Just for something completely different to what I normally talk about, here are six jobs that everyone should try at least once before they are twenty-five years old:
1. Builders labourer.
This is sold work that will put muscles on your body and brain. The industry is getting smarter as young people realise that plumbers, electricians, carpenters and brick-layers are needed everywhere.
2. Retail sales.
And for a boss who insists you wear a uniform. This will teach you discipline, conformity (and a firm rejection of it), selling to everyone, rejection (and how to deal with it). These skills will get you through every other job you have.
3. Office work.
In this environment you will discover how groups of humans interact. The cartoons of Scott Adams (Dilbert) are a good grounding, but don’t let that scare you off!! It’s not until you’ve been ridiculed by management, judged by one incident alone for the remainder of your working career, incorrectly branded and pigeon-holed, and forced to wear pizza-ties for 8 hours a day that you realise that the world is not going to hand you the perfect job.

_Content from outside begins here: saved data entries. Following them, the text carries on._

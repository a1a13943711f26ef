//! Integration tests for the highlight window.

use fourpillars_core::highlight::{FALLBACK_WINDOW, AGE_MAX, AGE_MIN};
use fourpillars_core::{
    chart, BeneficialElements, BirthData, Config, Element, Gender, HighlightWindowCalculator,
    LuckCycle,
};

fn setup(year: i32, month: u32, day: u32, hour: u32, gender: Gender) -> (fourpillars_core::Chart, LuckCycle) {
    let c = chart(&BirthData::new(year, month, day, hour, gender).unwrap()).unwrap();
    let luck = LuckCycle::generate(&c, gender);
    (c, luck)
}

#[test]
fn test_window_is_ordered_and_in_domain() {
    let (c, luck) = setup(1982, 2, 25, 10, Gender::Male);
    let period = HighlightWindowCalculator::new().calculate(&c, &luck);
    assert!(AGE_MIN <= period.start_age);
    assert!(period.start_age <= period.peak_age);
    assert!(period.peak_age <= period.end_age);
    assert!(period.end_age <= AGE_MAX);
    if !period.fallback {
        assert!(period.score >= period.threshold);
    }
    assert!(period.luck_periods.iter().all(|p| p.start_age <= period.end_age));
}

#[test]
fn test_known_windows() {
    let cases = [
        ((1982, 2, 25, 10, Gender::Male), (35, 54, 43, 43.4545)),
        ((1990, 6, 15, 8, Gender::Female), (34, 53, 38, 41.8182)),
        ((1975, 11, 3, 23, Gender::Male), (34, 53, 43, 40.5455)),
    ];
    for ((y, m, d, h, g), (start, end, peak, score)) in cases {
        let (c, luck) = setup(y, m, d, h, g);
        let period = HighlightWindowCalculator::new().calculate(&c, &luck);
        assert!(!period.fallback, "{y}-{m}-{d}");
        assert_eq!((period.start_age, period.end_age, period.peak_age), (start, end, peak), "{y}-{m}-{d}");
        assert!((period.score - score).abs() < 1e-3, "{y}-{m}-{d}: {}", period.score);
    }
}

#[test]
fn test_peak_is_first_maximum() {
    let (c, luck) = setup(1990, 6, 15, 8, Gender::Female);
    let calc = HighlightWindowCalculator::new();
    let scores = calc.scores(&c, &luck);
    let best = scores.iter().map(|s| s.smoothed).fold(f64::NEG_INFINITY, f64::max);
    let first = scores.iter().find(|s| s.smoothed == best).unwrap();
    let period = calc.calculate(&c, &luck);
    if !period.fallback {
        assert_eq!(period.peak_age, first.age);
    }
}

#[test]
fn test_fallback_when_threshold_unreachable() {
    let (c, luck) = setup(1990, 6, 15, 8, Gender::Female);
    let period = HighlightWindowCalculator::new()
        .with_threshold_margin(500.0)
        .calculate(&c, &luck);
    assert!(period.fallback);
    assert_eq!((period.start_age, period.end_age), FALLBACK_WINDOW);
    assert!(period.start_age <= period.peak_age && period.peak_age <= period.end_age);
}

#[test]
fn test_beneficial_elements_raise_scores() {
    let (c, luck) = setup(1982, 2, 25, 10, Gender::Male);
    let plain = HighlightWindowCalculator::new().scores(&c, &luck);
    let boosted = HighlightWindowCalculator::new()
        .with_beneficial(BeneficialElements {
            elements: Element::ALL.to_vec(),
            ..Default::default()
        })
        .scores(&c, &luck);
    for (p, b) in plain.iter().zip(&boosted) {
        assert!((b.raw - p.raw - 15.0).abs() < 1e-9);
    }
}

#[test]
fn test_config_drives_calculator() {
    let (c, luck) = setup(1982, 2, 25, 10, Gender::Male);
    let mut cfg = Config::default();
    cfg.set("highlight.threshold_margin", "500").unwrap();
    let period = cfg.highlight_calculator().calculate(&c, &luck);
    assert!(period.fallback);
}
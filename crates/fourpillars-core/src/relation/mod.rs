//! Stem-to-stem and stem-to-branch relation classification.

mod analysis;
mod ten_gods;
mod twelve_stages;

pub use analysis::{analyze_chart, BranchStages, ChartAnalysis, StemGods};
pub use ten_gods::{ten_god, TenGod};
pub use twelve_stages::{twelve_stage, TwelveStage};
mod config;

pub use config::{Config, HighlightConfig, LoggingConfig, LuckConfig};

use std::path::PathBuf;

/// Returns `~/.config/fourpillars[-dev]/` based on FOURPILLARS_ENV.
///
/// Set FOURPILLARS_ENV=dev to use the development configuration directory.
/// The directory is not created here; [`Config::save_to`] creates it on write.
pub fn data_dir() -> crate::error::Result<PathBuf> {
    let base_dir = dirs::home_dir()
        .ok_or(crate::error::ConfigError::NoConfigDir)?
        .join(".config");

    let env = std::env::var("FOURPILLARS_ENV").unwrap_or_else(|_| "production".to_string());

    let dir = if env == "dev" {
        base_dir.join("fourpillars-dev")
    } else {
        base_dir.join("fourpillars")
    };

    Ok(dir)
}
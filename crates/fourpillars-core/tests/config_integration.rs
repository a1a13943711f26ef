//! Integration tests for configuration persistence.

use fourpillars_core::{Config, ConfigError, CoreError, Stem};

#[test]
fn test_missing_file_yields_defaults() {
    let dir = tempfile::tempdir().unwrap();
    let cfg = Config::load_from(&dir.path().join("config.toml")).unwrap();
    assert_eq!(cfg, Config::default());
    // loading does not create the file
    assert!(!dir.path().join("config.toml").exists());
}

#[test]
fn test_save_and_reload() {
    let dir = tempfile::tempdir().unwrap();
    let path = dir.path().join("nested").join("config.toml");

    let mut cfg = Config::default();
    cfg.set("luck.start_age", "7").unwrap();
    cfg.set("highlight.beneficial.stems", r#"["壬"]"#).unwrap();
    cfg.set("highlight.beneficial.elements", r#"["water"]"#).unwrap();
    cfg.save_to(&path).unwrap();

    let loaded = Config::load_from(&path).unwrap();
    assert_eq!(loaded, cfg);
    assert_eq!(loaded.luck.start_age, 7);
    assert_eq!(loaded.highlight.beneficial.stems, vec![Stem::Ren]);

    let raw = std::fs::read_to_string(&path).unwrap();
    assert!(raw.contains("start_age = 7"));
}

#[test]
fn test_malformed_file_is_an_error() {
    let dir = tempfile::tempdir().unwrap();
    let path = dir.path().join("config.toml");
    std::fs::write(&path, "[luck\nstart_age = ").unwrap();
    assert!(matches!(
        Config::load_from(&path),
        Err(CoreError::Config(ConfigError::ParseFailed(_)))
    ));
}

#[test]
fn test_wrong_type_in_file_is_an_error() {
    let dir = tempfile::tempdir().unwrap();
    let path = dir.path().join("config.toml");
    std::fs::write(&path, "[luck]\nstart_age = \"three\"\n").unwrap();
    assert!(Config::load_from(&path).is_err());
}

#[test]
fn test_out_of_range_start_age_in_file_is_an_error() {
    let dir = tempfile::tempdir().unwrap();
    let path = dir.path().join("config.toml");
    std::fs::write(&path, "[luck]\nstart_age = 4294967295\n").unwrap();
    assert!(matches!(
        Config::load_from(&path),
        Err(CoreError::Config(ConfigError::InvalidValue { .. }))
    ));
}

Let the experience of admin-work teach you about non-existent interpersonal communication, non-management, water-cooler gossip, computer training by osmosis or Chinese-whispers and best of all: How many coffees you will need per day to cope yet still pay off the mortgage, credit-cards, bus-tickets, petrol, and other abnormal living expenses.
3. Train driver.
This is the only job where you will lead a group of people forward. Cherish this job for as long as possible. Then get out to re-educate your brain. Sitting at the helm all day is both brain and bum numbing. Which eventually become one and the same if you keep the job too long!
4. Government office work..
This is most similar to normal office work – except that there is nothing normal about it.
5. Council work.. Wait, no, they don’t work.
Well, not enough that anyone would notice when they are. Unless leaning on shovels, drinking FUIC milk and wearing florescent jackets suddenly makes them important enough to warrant a pay packet.
Yet this is a great job from which to observe road users (including pedestrians , pedal-pushers and pissed of drivers who wish you hadn’t dug up the road). The average person is riddled with so many odd features – and this job will enable you to set-up situations that invite humans to bring these survival traits into the open in a wild attempt to navigate the obstacles you’ve unwittingly created at every turn.
6. Bar Waiter
For no other reason than to get free booze every night of the week. Like office workers enjoy an endless supply of blue pens, you’ll enjoy the bottomless bottle of blue CURACO.
What? You want a better reason? OK, the tips are good if you are prepared to sell your sole. Yes, this job will help define how loose, tight and subjective your morals are in the bar.
What other occupations do you think the youth of today should try at least once?